Typically the target product is isolated from the fermentation
broth producing a depleted broth, which can be called whole
stillage. For example, when ethanol is the product, the broth is
distilled, typically using a beer column, to generate an ethanol
product stream and a whole stillage. Distillation can be using any
conditions known to one skilled in the art including at atmospheric
or reduced pressure. The distilled ethanol is further passed
through a rectification column and molecular sieve to recover an
ethanol product.

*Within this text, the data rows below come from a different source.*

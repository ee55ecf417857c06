//! Redis-backed `CacheStore` for multi-instance deployments. Locks use
//! `SET key token NX PX ttl`; release is a Lua script so the check-and-delete
//! is atomic. The delayed queue is a sorted set; `pop_due` uses `ZRANGEBYSCORE`
//! followed by `ZREM` inside a `MULTI`/`EXEC` pipeline, which is good enough
//! under the scheduler's own per-task lock.

use std::time::Duration;

use async_trait::async_trait;
use rand::Rng;
use redis::aio::ConnectionManager;
use redis::{AsyncCommands, Script};

use crate::error::CacheError;
use crate::store::CacheStore;

const RELEASE_SCRIPT: &str = r#"
if redis.call("get", KEYS[1]) == ARGV[1] then
    return redis.call("del", KEYS[1])
else
    return 0
end
"#;

pub struct RedisCacheStore {
    conn: ConnectionManager,
}

impl RedisCacheStore {
    pub async fn connect(url: &str) -> Result<Self, CacheError> {
        let client = redis::Client::open(url).map_err(|e| CacheError::Backend(e.to_string()))?;
        let conn = client
            .get_connection_manager()
            .await
            .map_err(|e| CacheError::Backend(e.to_string()))?;
        Ok(Self { conn })
    }

    fn random_token() -> String {
        let mut rng = rand::thread_rng();
        let bytes: [u8; 16] = rng.gen();
        bytes.iter().map(|b| format!("{b:02x}")).collect()
    }
}

#[async_trait]
impl CacheStore for RedisCacheStore {
    async fn acquire_lock(&self, key: &str, ttl: Duration) -> Result<Option<String>, CacheError> {
        let mut conn = self.conn.clone();
        let token = Self::random_token();
        let acquired: bool = redis::cmd("SET")
            .arg(key)
            .arg(&token)
            .arg("NX")
            .arg("PX")
            .arg(ttl.as_millis() as u64)
            .query_async(&mut conn)
            .await
            .map_err(|e| CacheError::Backend(e.to_string()))?;
        Ok(acquired.then_some(token))
    }

    async fn release_lock(&self, key: &str, token: &str) -> Result<bool, CacheError> {
        let mut conn = self.conn.clone();
        let result: i64 = Script::new(RELEASE_SCRIPT)
            .key(key)
            .arg(token)
            .invoke_async(&mut conn)
            .await
            .map_err(|e| CacheError::Backend(e.to_string()))?;
        Ok(result == 1)
    }

    async fn enqueue_delayed(&self, queue: &str, member: String, execute_at_unix: i64) -> Result<(), CacheError> {
        let mut conn = self.conn.clone();
        conn.zadd::<_, _, _, ()>(queue, member, execute_at_unix)
            .await
            .map_err(|e| CacheError::Backend(e.to_string()))
    }

    async fn pop_due(&self, queue: &str, now_unix: i64, limit: usize) -> Result<Vec<String>, CacheError> {
        let mut conn = self.conn.clone();
        let due: Vec<String> = conn
            .zrangebyscore_limit(queue, i64::MIN, now_unix, 0, limit as isize)
            .await
            .map_err(|e| CacheError::Backend(e.to_string()))?;
        if !due.is_empty() {
            conn.zrem::<_, _, ()>(queue, &due)
                .await
                .map_err(|e| CacheError::Backend(e.to_string()))?;
        }
        Ok(due)
    }

    async fn mark_seen(&self, set: &str, id: &str, ttl: Duration) -> Result<bool, CacheError> {
        let mut conn = self.conn.clone();
        let key = format!("{set}:{id}");
        let newly_set: bool = redis::cmd("SET")
            .arg(&key)
            .arg(1)
            .arg("NX")
            .arg("EX")
            .arg(ttl.as_secs())
            .query_async(&mut conn)
            .await
            .map_err(|e| CacheError::Backend(e.to_string()))?;
        Ok(newly_set)
    }

    async fn incr_with_expiry(&self, key: &str, ttl: Duration) -> Result<u64, CacheError> {
        let mut conn = self.conn.clone();
        let count: u64 = conn.incr(key, 1).await.map_err(|e| CacheError::Backend(e.to_string()))?;
        if count == 1 {
            conn.expire::<_, ()>(key, ttl.as_secs() as i64)
                .await
                .map_err(|e| CacheError::Backend(e.to_string()))?;
        }
        Ok(count)
    }
}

The target product may alternatively be removed in
a later step such as from a solid or liquid fraction after
separation of fermentation broth.
Filter Cake Production
[0065] Filter cake (FC) is produced as a co-product from a
lignocellulosic biomass fermentation process. Typically filter cake
is made from whole stillage that remains after distillation of a
volatile target product that can be separated from fermentation
broth by distillation. In one embodiment, filter cake is produced
during fermentation of a lignocellulosic biomass hydrolysate to
produce an alcohol such as ethanol. During production of ethanol
from lignocellulosic biomass, fermentation broth is distilled to
recover ethanol. The fermentation broth is processed in a
distillation column to separate the ethanol and some water from the
solids and the bulk of the water. Ethanol goes overhead and the
solids and water exit the bottom of the column and are called
"whole stillage". The high lignin-content solids in the whole
stillage are separated from the liquid typically using a filter
press. These solids are called filter cake (hereafter FC) and are
then removed from the system. The liquid fraction is further
processed by evaporation using a multi-effect, falling film
evaporator system and the evaporated water is condensed and treated
by anaerobic digestion. Removing the water from the liquid fraction
produces high-solids, lignocellulosic syrup (hereafter "untreated
syrup").
Filter Cake Composition
[0066] The filter cake can be used wet, or it can be dried which is
typically by air drying. The wet lignocellulosic filter cake
composition contains from about 35% to 65% moisture (can have about
35%, 40%, 45%, 50%, 55%, 60%, or 65% moisture), from about 20% to
about 75% volatiles (can have about 20%, 25%, 30%, 35%, 40%, 45%,
50%, 55%, 60%, 65%, or 75% volatiles), from about 35% to 65% solids
(can have about 35%, 40%, 45%, 50%, 55%, 60%, or 65% solids), from
about 1% to about 30% ash (can have about 1%, 3%, 5%, 10%, 15%,
20%, 25%, or 30% ash), from about 5% to about 20% fixed carbon, and
it has an energy value of about 2,000 to about 9,000 BTU/lb (can
have about 2,000, 2,500, 3,000, 3,500, 4,000, 4,500, 5,000, 5,500,
6,000, 6,500, 7,000, 7,500, 8,000, 8,500, or 9,000 BTU/lb). The
volatile content is measured by establishing the loss in weight
resulting from heating under rigidly controlled conditions to
950.degree. C. (as in ASTM D-3175). Typical volatiles include
hydrogen, oxygen, nitrogen, acetic acid, and some carbon and
sulfur. Ash is determined by weighing the residue remaining after
burning under controlled conditions according to ASTM D-3174. The
amount of fixed carbon is calculated by adding the percentages of
moisture, ash, and volatiles, and then subtracting from 100. The
full upper range of BTU/lb is typically achieved with drying. FC
can be dried and/or processed, such as using a hammermill, into
particles prior to application.
[0067] For the practice of the instant disclosure, the FC obtained
from fermentation of lignocellulosic biomass can be used as is or
it can be dried to reduce its moisture content from between about
40 wt % and about 60 wt %, to between about 0 and about 50 wt %
based on the total weight of the filter cake. Alternatively, the
moisture content of the FC can be from about 0 to about 40 wt %
based on the total weight of the filter cake. Further, the moisture
content of the FC can be from about 0 to about 20 wt % based on the
total weight of the filter cake. In an embodiment of the instant
disclosure the moisture content of the FC is about 5%.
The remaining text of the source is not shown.